Work instructions — Return verbatim the line containing "async fn handle_message(&self, _input: AgentMessage)" together with all lines that follow it, through the end of the records.

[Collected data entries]

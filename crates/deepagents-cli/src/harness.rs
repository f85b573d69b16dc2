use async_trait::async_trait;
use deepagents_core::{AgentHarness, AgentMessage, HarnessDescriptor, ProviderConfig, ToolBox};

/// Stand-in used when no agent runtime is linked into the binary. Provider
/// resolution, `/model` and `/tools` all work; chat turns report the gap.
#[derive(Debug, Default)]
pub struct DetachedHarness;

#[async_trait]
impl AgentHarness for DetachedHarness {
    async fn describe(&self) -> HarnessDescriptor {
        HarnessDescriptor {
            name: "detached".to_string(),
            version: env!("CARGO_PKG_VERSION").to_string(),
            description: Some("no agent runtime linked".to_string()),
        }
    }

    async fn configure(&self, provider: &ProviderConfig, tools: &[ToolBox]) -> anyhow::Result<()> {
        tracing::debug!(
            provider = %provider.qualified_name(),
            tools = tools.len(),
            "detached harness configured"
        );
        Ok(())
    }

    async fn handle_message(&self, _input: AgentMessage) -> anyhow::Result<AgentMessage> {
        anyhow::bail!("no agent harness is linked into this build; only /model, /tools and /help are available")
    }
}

Exercise solution —
    async fn handle_message(&self, _input: AgentMessage) -> anyhow::Result<AgentMessage> {
        anyhow::bail!("no agent harness is linked into this build; only /model, /tools and /help are available")
    }
}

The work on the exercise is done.